Dataset entries:

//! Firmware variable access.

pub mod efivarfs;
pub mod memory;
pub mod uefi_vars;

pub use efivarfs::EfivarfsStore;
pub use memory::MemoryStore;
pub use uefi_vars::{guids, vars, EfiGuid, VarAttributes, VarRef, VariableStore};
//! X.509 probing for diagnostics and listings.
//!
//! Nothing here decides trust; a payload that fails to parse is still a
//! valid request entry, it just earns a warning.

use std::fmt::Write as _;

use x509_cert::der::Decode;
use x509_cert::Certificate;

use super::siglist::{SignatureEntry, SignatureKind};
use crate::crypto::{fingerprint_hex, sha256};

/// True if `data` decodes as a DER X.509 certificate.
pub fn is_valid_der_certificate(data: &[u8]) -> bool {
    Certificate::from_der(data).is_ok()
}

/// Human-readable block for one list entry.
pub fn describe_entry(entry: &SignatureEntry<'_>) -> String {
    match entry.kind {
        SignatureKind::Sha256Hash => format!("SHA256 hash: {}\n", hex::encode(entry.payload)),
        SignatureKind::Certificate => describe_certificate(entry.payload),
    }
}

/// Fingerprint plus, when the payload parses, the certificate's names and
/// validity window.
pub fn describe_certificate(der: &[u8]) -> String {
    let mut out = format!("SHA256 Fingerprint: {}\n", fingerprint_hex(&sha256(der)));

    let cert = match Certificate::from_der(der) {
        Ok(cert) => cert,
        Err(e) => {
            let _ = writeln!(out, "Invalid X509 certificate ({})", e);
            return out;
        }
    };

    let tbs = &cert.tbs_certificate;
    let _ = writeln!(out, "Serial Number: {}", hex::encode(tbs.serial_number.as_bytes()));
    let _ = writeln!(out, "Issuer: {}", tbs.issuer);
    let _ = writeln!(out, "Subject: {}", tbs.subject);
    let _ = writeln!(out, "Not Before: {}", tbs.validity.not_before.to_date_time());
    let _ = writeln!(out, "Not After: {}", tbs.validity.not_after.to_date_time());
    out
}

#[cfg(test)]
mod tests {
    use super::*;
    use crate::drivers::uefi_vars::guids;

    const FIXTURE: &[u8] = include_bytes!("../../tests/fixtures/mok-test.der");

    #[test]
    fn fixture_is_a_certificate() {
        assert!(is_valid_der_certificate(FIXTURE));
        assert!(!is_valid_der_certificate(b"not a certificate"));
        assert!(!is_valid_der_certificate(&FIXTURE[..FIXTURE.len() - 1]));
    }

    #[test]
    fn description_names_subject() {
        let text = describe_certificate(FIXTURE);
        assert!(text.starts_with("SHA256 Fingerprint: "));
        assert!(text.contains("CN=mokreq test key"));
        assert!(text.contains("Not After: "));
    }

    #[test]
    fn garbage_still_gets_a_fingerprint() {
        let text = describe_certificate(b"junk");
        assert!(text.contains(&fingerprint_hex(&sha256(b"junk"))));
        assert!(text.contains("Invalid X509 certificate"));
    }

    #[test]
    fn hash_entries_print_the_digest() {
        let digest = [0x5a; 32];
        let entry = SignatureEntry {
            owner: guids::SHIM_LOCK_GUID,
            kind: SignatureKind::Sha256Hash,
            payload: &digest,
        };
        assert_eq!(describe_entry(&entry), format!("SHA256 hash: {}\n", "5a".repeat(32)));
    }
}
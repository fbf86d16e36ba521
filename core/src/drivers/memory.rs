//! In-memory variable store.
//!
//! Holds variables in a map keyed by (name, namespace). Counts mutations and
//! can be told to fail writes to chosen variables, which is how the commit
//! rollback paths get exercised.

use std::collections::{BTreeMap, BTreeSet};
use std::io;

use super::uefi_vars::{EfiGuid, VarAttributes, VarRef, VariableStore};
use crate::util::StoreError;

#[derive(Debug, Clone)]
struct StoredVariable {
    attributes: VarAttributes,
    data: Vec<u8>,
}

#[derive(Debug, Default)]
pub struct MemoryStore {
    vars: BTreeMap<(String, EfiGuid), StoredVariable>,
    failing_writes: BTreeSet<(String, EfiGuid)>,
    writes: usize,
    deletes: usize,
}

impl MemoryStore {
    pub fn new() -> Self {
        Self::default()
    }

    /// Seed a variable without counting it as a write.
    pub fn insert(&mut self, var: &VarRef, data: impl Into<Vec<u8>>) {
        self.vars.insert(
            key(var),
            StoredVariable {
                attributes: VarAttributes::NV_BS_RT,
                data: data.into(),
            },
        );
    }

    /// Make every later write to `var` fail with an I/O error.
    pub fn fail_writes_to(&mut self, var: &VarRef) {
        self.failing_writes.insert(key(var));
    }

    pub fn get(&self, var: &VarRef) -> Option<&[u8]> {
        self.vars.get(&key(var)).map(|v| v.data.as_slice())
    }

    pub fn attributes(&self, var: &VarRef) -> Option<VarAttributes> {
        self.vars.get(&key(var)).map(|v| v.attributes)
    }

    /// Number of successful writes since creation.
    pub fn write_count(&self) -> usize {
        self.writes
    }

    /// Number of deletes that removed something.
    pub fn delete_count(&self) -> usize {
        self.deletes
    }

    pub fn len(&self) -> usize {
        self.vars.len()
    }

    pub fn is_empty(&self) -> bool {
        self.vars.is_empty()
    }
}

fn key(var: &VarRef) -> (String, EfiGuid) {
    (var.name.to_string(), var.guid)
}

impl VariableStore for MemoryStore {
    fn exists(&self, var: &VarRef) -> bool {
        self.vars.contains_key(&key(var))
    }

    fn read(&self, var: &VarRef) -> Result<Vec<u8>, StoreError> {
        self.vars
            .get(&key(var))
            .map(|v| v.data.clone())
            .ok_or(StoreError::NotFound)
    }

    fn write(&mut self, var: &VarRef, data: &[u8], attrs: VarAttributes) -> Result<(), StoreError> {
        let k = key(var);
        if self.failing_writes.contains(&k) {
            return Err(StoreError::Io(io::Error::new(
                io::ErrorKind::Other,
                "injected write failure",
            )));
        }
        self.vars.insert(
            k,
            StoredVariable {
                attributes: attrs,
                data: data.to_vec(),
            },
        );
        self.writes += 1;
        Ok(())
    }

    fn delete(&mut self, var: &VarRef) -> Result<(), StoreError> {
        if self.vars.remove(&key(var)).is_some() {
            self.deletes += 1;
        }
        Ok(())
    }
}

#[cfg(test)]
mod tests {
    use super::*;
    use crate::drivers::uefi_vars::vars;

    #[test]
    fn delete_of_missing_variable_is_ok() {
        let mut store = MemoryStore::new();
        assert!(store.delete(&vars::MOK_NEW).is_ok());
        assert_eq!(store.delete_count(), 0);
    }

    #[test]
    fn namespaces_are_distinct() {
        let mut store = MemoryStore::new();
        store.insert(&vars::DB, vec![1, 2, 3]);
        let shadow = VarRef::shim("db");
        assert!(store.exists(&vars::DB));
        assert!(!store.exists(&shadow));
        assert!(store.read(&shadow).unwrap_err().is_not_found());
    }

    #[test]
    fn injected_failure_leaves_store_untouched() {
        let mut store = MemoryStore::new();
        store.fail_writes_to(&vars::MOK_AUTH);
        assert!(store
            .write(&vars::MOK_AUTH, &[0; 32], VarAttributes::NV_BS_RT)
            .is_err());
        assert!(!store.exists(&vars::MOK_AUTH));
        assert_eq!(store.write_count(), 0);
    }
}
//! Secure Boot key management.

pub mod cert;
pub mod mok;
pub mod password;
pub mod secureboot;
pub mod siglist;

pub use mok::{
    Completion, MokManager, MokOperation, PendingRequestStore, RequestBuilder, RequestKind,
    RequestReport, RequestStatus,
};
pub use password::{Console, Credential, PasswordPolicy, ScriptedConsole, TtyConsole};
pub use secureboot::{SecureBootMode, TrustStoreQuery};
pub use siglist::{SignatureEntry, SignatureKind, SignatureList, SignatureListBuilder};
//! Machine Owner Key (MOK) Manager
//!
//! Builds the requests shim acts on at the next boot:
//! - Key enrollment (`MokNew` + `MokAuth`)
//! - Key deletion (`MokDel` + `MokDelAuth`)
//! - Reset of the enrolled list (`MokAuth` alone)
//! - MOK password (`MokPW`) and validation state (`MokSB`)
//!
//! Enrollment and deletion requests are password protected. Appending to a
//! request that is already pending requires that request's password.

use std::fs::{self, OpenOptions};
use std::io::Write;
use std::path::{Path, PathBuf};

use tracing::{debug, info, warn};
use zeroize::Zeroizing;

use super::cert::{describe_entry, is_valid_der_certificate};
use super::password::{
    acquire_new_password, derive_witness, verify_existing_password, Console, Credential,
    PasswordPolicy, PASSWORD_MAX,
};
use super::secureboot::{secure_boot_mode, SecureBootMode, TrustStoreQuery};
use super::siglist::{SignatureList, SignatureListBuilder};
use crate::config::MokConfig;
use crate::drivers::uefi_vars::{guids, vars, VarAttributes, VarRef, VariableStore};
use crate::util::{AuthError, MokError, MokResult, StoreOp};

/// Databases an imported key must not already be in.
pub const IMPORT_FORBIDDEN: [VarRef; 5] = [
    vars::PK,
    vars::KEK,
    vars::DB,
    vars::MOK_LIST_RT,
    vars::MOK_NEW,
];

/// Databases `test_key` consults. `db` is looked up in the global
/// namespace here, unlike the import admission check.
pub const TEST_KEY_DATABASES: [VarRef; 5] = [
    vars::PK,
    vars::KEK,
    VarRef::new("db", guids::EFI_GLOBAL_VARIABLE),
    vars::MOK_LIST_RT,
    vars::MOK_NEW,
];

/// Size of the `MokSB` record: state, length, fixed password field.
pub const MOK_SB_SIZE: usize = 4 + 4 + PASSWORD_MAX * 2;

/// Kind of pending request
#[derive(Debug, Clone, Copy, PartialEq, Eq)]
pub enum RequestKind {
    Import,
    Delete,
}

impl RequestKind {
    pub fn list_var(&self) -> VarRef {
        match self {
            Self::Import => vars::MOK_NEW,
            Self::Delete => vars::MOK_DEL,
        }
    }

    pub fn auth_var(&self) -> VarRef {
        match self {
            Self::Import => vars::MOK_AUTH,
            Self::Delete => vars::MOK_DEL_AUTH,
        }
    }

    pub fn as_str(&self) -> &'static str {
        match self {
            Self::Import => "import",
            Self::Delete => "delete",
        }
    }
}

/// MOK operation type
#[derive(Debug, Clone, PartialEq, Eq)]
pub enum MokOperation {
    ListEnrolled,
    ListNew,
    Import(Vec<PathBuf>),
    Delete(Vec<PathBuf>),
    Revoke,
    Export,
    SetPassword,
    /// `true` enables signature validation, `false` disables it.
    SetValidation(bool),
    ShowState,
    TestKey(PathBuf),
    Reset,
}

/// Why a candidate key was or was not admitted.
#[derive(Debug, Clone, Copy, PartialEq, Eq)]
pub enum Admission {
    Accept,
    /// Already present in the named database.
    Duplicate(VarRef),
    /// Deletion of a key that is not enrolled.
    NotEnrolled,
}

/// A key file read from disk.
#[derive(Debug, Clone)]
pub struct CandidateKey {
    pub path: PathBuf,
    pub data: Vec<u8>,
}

● WHAT TO WORK ON:
All lines of the records above that carry the word "validity" should be listed.

● RESULT BELOW:
/// validity window.
    let _ = writeln!(out, "Not Before: {}", tbs.validity.not_before.to_date_time());
    let _ = writeln!(out, "Not After: {}", tbs.validity.not_after.to_date_time());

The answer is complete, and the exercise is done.